▸ Task requirements:
A word-for-word restatement of the data is what is needed.

▸ Dataset content:
□ □ □ □ □ □ □

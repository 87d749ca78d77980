use serde::{Deserialize, Serialize};
use utoipa::ToSchema;

/// Dashboard statistics
#[derive(Debug, Clone, PartialEq, Eq, Serialize, Deserialize, ToSchema)]
pub struct StatsResponseDto {
    pub total: i64,
    pub active: i64,
    pub resolved: i64,
    /// Reports created per day of the current week, Monday first (always 7 entries)
    #[schema(example = json!([0, 2, 1, 0, 0, 3, 0]))]
    pub weekly_data: Vec<i64>,
}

□ □ □ □ □ □ □

▸ Answer to this problem:
repository 87d749ca78d77980
use serde::{Deserialize, Serialize};
use utoipa::ToSchema;

/// Dashboard statistics
#[derive(Debug, Clone, PartialEq, Eq, Serialize, Deserialize, ToSchema)]
pub struct StatsResponseDto {
    pub total: i64,
    pub active: i64,
    pub resolved: i64,
    /// Reports created per day of the current week, Monday first (always 7 entries)
    #[schema(example = json!([0, 2, 1, 0, 0, 3, 0]))]
    pub weekly_data: Vec<i64>,
}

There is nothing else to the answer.